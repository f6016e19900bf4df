/*
 * Responsibility
 * - /api 配下の URL 構造を定義
 * - 認証 gate は app.rs で Router 全体に掛ける (ここでは掛けない)
 */
use axum::{
    Router,
    routing::{get, post},
};

use crate::api::handlers::{
    fallback::not_found,
    me::me,
    users::{authenticate, create_account},
};
use crate::state::AppState;

pub fn routes() -> Router<AppState> {
    Router::new()
        .route("/user/new", post(create_account))
        .route("/user/login", post(authenticate))
        .route("/me", get(me))
        .fallback(not_found)
}
pub mod auth_ctx;

pub use auth_ctx::{AuthCtx, AuthCtxExtractor};
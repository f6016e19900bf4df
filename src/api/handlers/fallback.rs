use crate::error::AppError;

/// Unrouted paths still pass through the gate before landing here.
pub async fn not_found() -> AppError {
    AppError::NotFound
}
use anyhow::{Context, Result};
use chrono::Utc;
use clap::{Parser, Subcommand};
use rayon::prelude::*;
use std::fs::File;
use std::io::{BufWriter, Write};
use std::path::{Path, PathBuf};
use tracing::info;

use ict_engine::config::{EngineConfig, InstrumentConfig};
use ict_engine::feed::{collect_bars, CsvBarFeed};
use ict_engine::replay::{run_replay, ReplayReport};
use ict_engine::trading_core::session::SessionFilter;
use ict_engine::trading_core::smt::correlated_symbol;
use ict_engine::trading_core::strategy::IctStrategy;

#[derive(Parser, Debug)]
#[command(name = "ict-engine")]
#[command(about = "ICT market-structure signal engine: historical bar replay")]
struct Args {
    #[command(subcommand)]
    command: Commands,

    /// Print verbose output
    #[arg(short, long, global = true)]
    verbose: bool,
}

#[derive(Subcommand, Debug)]
enum Commands {
    /// Replay CSV bar files (one instrument each) and print signals as JSON lines
    Replay {
        /// Bar files (.csv or zstd-compressed .zst)
        #[arg(required = true)]
        files: Vec<PathBuf>,

        /// Engine config (JSON). Missing keys use defaults.
        #[arg(short, long, env = "ICT_ENGINE_CONFIG")]
        config: Option<PathBuf>,

        /// Symbol for every file (default: file name prefix, e.g. ES_2025.csv -> ES)
        #[arg(short, long)]
        symbol: Option<String>,

        /// Bars of the correlated instrument for SMT divergence
        #[arg(long)]
        correlated: Option<PathBuf>,

        /// Starting account balance in USD
        #[arg(long, default_value = "50000")]
        balance: f64,

        /// Write signals here instead of stdout
        #[arg(short, long)]
        output: Option<PathBuf>,
    },

    /// Print the default engine config as JSON
    Config,

    /// Show the killzone schedule relative to now
    Sessions {
        /// Engine config (JSON)
        #[arg(short, long, env = "ICT_ENGINE_CONFIG")]
        config: Option<PathBuf>,
    },
}

fn main() -> Result<()> {
    dotenvy::dotenv().ok();

    let args = Args::parse();

    let level = if args.verbose { "ict_engine=debug" } else { "ict_engine=info" };
    tracing_subscriber::fmt()
        .with_env_filter(tracing_subscriber::EnvFilter::from_default_env().add_directive(level.parse()?))
        .with_writer(std::io::stderr)
        .init();

    match args.command {
        Commands::Replay {
            files,
            config,
            symbol,
            correlated,
            balance,
            output,
        } => {
            let base = load_config(config.as_deref())?;
            run_replay_files(&files, &base, symbol.as_deref(), correlated.as_deref(), balance, output.as_deref())?;
        }
        Commands::Config => {
            println!("{}", EngineConfig::default().to_json_pretty()?);
        }
        Commands::Sessions { config } => {
            let config = load_config(config.as_deref())?;
            print_sessions(&config);
        }
    }

    Ok(())
}

fn load_config(path: Option<&Path>) -> Result<EngineConfig> {
    match path {
        Some(path) => {
            info!("Loading config from {:?}", path);
            EngineConfig::load(path)
        }
        None => Ok(EngineConfig::default()),
    }
}

/// Symbol from the file name prefix: `ES_2025-01.csv` -> `ES`
fn symbol_from_path(path: &Path) -> Option<String> {
    let name = path.file_name()?.to_str()?;
    let root = name.split(['_', '-', '.']).next()?;
    if root.is_empty() {
        None
    } else {
        Some(root.to_ascii_uppercase())
    }
}

/// Engine config for one instrument, using the contract preset when the
/// symbol differs from the configured one
fn config_for_symbol(base: &EngineConfig, symbol: &str) -> EngineConfig {
    let mut config = base.clone();
    if config.instrument.symbol != symbol {
        let history_capacity = config.instrument.history_capacity;
        config.instrument = match InstrumentConfig::for_symbol(symbol) {
            Some(preset) => InstrumentConfig {
                history_capacity,
                ..preset
            },
            None => InstrumentConfig {
                symbol: symbol.to_string(),
                ..config.instrument
            },
        };
    }
    config
}

fn replay_file(
    path: &Path,
    base: &EngineConfig,
    symbol: Option<&str>,
    correlated: &[ict_engine::Bar],
    balance: f64,
) -> Result<ReplayReport> {
    let symbol = symbol
        .map(str::to_string)
        .or_else(|| symbol_from_path(path))
        .unwrap_or_else(|| base.instrument.symbol.clone());
    let config = config_for_symbol(base, &symbol);
    config.validate().with_context(|| format!("Invalid config for {}", symbol))?;

    let mut engine = IctStrategy::new(config);
    let mut feed = CsvBarFeed::open(path, &symbol)?;
    run_replay(&mut engine, &mut feed, correlated, balance).with_context(|| format!("Replay failed for {:?}", path))
}

fn run_replay_files(
    files: &[PathBuf],
    base: &EngineConfig,
    symbol: Option<&str>,
    correlated: Option<&Path>,
    balance: f64,
    output: Option<&Path>,
) -> Result<()> {
    let correlated_bars = match correlated {
        Some(path) => {
            let primary = symbol
                .map(str::to_string)
                .or_else(|| files.first().and_then(|f| symbol_from_path(f)))
                .unwrap_or_else(|| base.instrument.symbol.clone());
            let pair = symbol_from_path(path)
                .or_else(|| correlated_symbol(&primary).map(str::to_string))
                .unwrap_or_default();
            let mut feed = CsvBarFeed::open(path, &pair)?;
            let bars = collect_bars(&mut feed)?;
            info!("Loaded {} correlated {} bars from {:?}", bars.len(), pair, path);
            bars
        }
        None => Vec::new(),
    };

    info!("Replaying {} files", files.len());
    let start = std::time::Instant::now();

    // Instruments are independent: one engine per file, in parallel
    let results: Vec<Result<ReplayReport>> = files
        .par_iter()
        .map(|path| replay_file(path, base, symbol, &correlated_bars, balance))
        .collect();

    let mut signals = Vec::new();
    for result in results {
        let report = result?;
        info!("{} | {}", report.summary(), report.status);
        signals.extend(report.signals);
    }
    signals.sort_by_key(|s| s.created_at);

    let mut writer: Box<dyn Write> = match output {
        Some(path) => Box::new(BufWriter::new(
            File::create(path).with_context(|| format!("Failed to create {:?}", path))?,
        )),
        None => Box::new(BufWriter::new(std::io::stdout().lock())),
    };
    for signal in &signals {
        writeln!(writer, "{}", serde_json::to_string(signal)?)?;
    }
    writer.flush()?;

    info!(
        "Done: {} signals in {:.1}s",
        signals.len(),
        start.elapsed().as_secs_f64()
    );
    Ok(())
}

fn print_sessions(config: &EngineConfig) {
    let filter = SessionFilter::new(&config.session);
    let now = Utc::now();

    println!("Killzones (America/New_York):");
    for window in &config.session.killzones {
        println!(
            "  {:<10} {:02}:{:02}-{:02}:{:02}{}",
            window.name,
            window.start_hour,
            window.start_minute,
            window.end_hour,
            window.end_minute,
            if window.enabled { "" } else { " (disabled)" }
        );
    }
    println!("Now: {}", filter.current_session_label(now));
    if let Some((next, minutes)) = filter.next_killzone(now) {
        println!("Next: {} in {}h {:02}m", next.name, minutes / 60, minutes % 60);
    }
}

....................

Problem statement
If a line in the data above holds the string "fallback", copy it.

Task solution
    fallback::not_found,
        .fallback(not_found)
filename src/api/handlers/fallback.rs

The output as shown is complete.